_RECORDED INFORMATION_.
//! Case enumeration and per-case plans.

use crate::activation::{ActivationMask, MINIMUM_FLOW_RATE};
use crate::conditions::{ConditionRow, ConditionTable, ParameterTable};
use crate::error::{CaseError, CaseResult};
use crate::key::CaseKey;
use crate::profile::SinkProfile;
use pn_core::{SettingKey, Value, params};
use pn_engine::ParameterMap;

/// Everything one case changes on a freshly opened model.
#[derive(Debug, Clone, PartialEq)]
pub struct CasePlan {
    pub key: CaseKey,
    pub overrides: ParameterMap,
    pub settings: Vec<(SettingKey, Value)>,
    pub activation: Option<ActivationMask>,
}

impl CasePlan {
    pub fn label(&self) -> String {
        self.key.label()
    }
}

#[derive(Debug, Clone)]
enum Axes {
    /// Profile columns x condition labels.
    Cross {
        profile: SinkProfile,
        conditions: ConditionTable,
    },
    /// The parameter table's case columns, optionally with flows.
    SingleAxis {
        parameters: ParameterTable,
        profile: Option<SinkProfile>,
    },
}

/// The set of cases to simulate.
#[derive(Debug, Clone)]
pub struct CaseMatrix {
    axes: Axes,
    threshold: f64,
    flow_parameter: String,
}

impl CaseMatrix {
    pub fn cross(profile: SinkProfile, conditions: ConditionTable) -> Self {
        Self::with_axes(Axes::Cross {
            profile,
            conditions,
        })
    }

    pub fn single_axis(parameters: ParameterTable) -> Self {
        Self::with_axes(Axes::SingleAxis {
            parameters,
            profile: None,
        })
    }

    fn with_axes(axes: Axes) -> Self {
        Self {
            axes,
            threshold: MINIMUM_FLOW_RATE,
            flow_parameter: params::LIQUID_FLOW_RATE.to_string(),
        }
    }

    /// Attach sink flows to a single-axis matrix. Cross matrices already carry one.
    pub fn with_profile(mut self, sinks: SinkProfile) -> Self {
        if let Axes::SingleAxis { profile, .. } = &mut self.axes {
            *profile = Some(sinks);
        }
        self
    }

    pub fn with_threshold(mut self, threshold: f64) -> Self {
        self.threshold = threshold;
        self
    }

    pub fn with_flow_parameter(mut self, parameter: impl Into<String>) -> Self {
        self.flow_parameter = parameter.into();
        self
    }

    pub fn threshold(&self) -> f64 {
        self.threshold
    }

    pub fn flow_parameter(&self) -> &str {
        &self.flow_parameter
    }

    pub fn profile(&self) -> Option<&SinkProfile> {
        match &self.axes {
            Axes::Cross { profile, .. } => Some(profile),
            Axes::SingleAxis { profile, .. } => profile.as_ref(),
        }
    }

    /// All keys, case-major in table order.
    pub fn cases(&self) -> Vec<CaseKey> {
        match &self.axes {
            Axes::Cross {
                profile,
                conditions,
            } => profile
                .cases()
                .iter()
                .flat_map(|case| {
                    conditions
                        .conditions()
                        .iter()
                        .map(move |condition| CaseKey::new(case.clone(), condition.clone()))
                })
                .collect(),
            Axes::SingleAxis { parameters, .. } => {
                parameters.cases().iter().cloned().map(CaseKey::single).collect()
            }
        }
    }

    /// Resolve what `key` changes.
    ///
    /// Rows with no component name, parameter or value are skipped. Rows of
    /// the settings type become typed settings. A plan with nothing in it is
    /// `CaseError::EmptyCase`.
    pub fn plan(&self, key: &CaseKey) -> CaseResult<CasePlan> {
        let rows: Vec<ConditionRow> = match &self.axes {
            Axes::Cross {
                profile,
                conditions,
            } => {
                if !profile.has_case(&key.case) {
                    return Err(unknown_case(key));
                }
                let condition = key
                    .condition
                    .as_deref()
                    .filter(|c| conditions.has_condition(c))
                    .ok_or_else(|| unknown_condition(key))?;
                conditions.rows_for(condition).cloned().collect()
            }
            Axes::SingleAxis { parameters, .. } => {
                if key.condition.is_some() {
                    return Err(unknown_condition(key));
                }
                if !parameters.has_case(&key.case) {
                    return Err(unknown_case(key));
                }
                parameters.rows_for(&key.case)
            }
        };

        let mut overrides = ParameterMap::new();
        let mut settings = Vec::new();
        for row in rows {
            if row.value.is_empty() {
                continue;
            }
            if row.is_setting() {
                let Some(label) = row.parameter else {
                    continue;
                };
                let setting = SettingKey::from_label(&label).map_err(|_| CaseError::UnknownSetting {
                    key: key.label(),
                    label: label.clone(),
                })?;
                settings.push((setting, row.value));
                continue;
            }
            let (Some(component), Some(parameter)) = (row.component, row.parameter) else {
                continue;
            };
            overrides.entry(component).or_default().insert(parameter, row.value);
        }

        let activation = match self.profile() {
            Some(profile) => Some(ActivationMask::from_profile(
                profile,
                &key.case,
                self.threshold,
                &self.flow_parameter,
            )?),
            None => None,
        };

        if overrides.is_empty() && settings.is_empty() && activation.as_ref().is_none_or(ActivationMask::is_empty) {
            tracing::warn!(case = %key, "case has nothing to apply");
            return Err(CaseError::EmptyCase { key: key.label() });
        }

        tracing::debug!(
            case = %key,
            components = overrides.len(),
            settings = settings.len(),
            "case plan resolved"
        );
        Ok(CasePlan {
            key: key.clone(),
            overrides,
            settings,
            activation,
        })
    }

    /// Plans for every case, with the cases that failed to resolve kept
    /// alongside so a run can report them.
    pub fn plans(&self) -> ResolvedCases {
        let mut resolved = ResolvedCases::default();
        for key in self.cases() {
            match self.plan(&key) {
                Ok(plan) => resolved.plans.push(plan),
                Err(e) => {
                    tracing::error!(case = %key, error = %e, "case not resolved");
                    resolved.unresolved.push((key, e));
                }
            }
        }
        resolved
    }
}

/// Every case of a matrix: the plans to run and the keys that failed to resolve.
#[derive(Debug, Default)]
pub struct ResolvedCases {
    pub plans: Vec<CasePlan>,
    pub unresolved: Vec<(CaseKey, CaseError)>,
}

impl ResolvedCases {
    pub fn len(&self) -> usize {
        self.plans.len() + self.unresolved.len()
    }

    pub fn is_empty(&self) -> bool {
        self.len() == 0
    }
}

impl From<Vec<CasePlan>> for ResolvedCases {
    fn from(plans: Vec<CasePlan>) -> Self {
        Self {
            plans,
            unresolved: Vec::new(),
        }
    }
}

fn unknown_case(key: &CaseKey) -> CaseError {
    CaseError::UnknownCase {
        case: key.case.clone(),
    }
}

fn unknown_condition(key: &CaseKey) -> CaseError {
    CaseError::UnknownCondition {
        condition: key.condition.clone().unwrap_or_default(),
    }
}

_BRIEF_. Check every line of the material for the string "columns" and give the number of lines that have it, without anything else.

_WRITTEN REPLY_. 2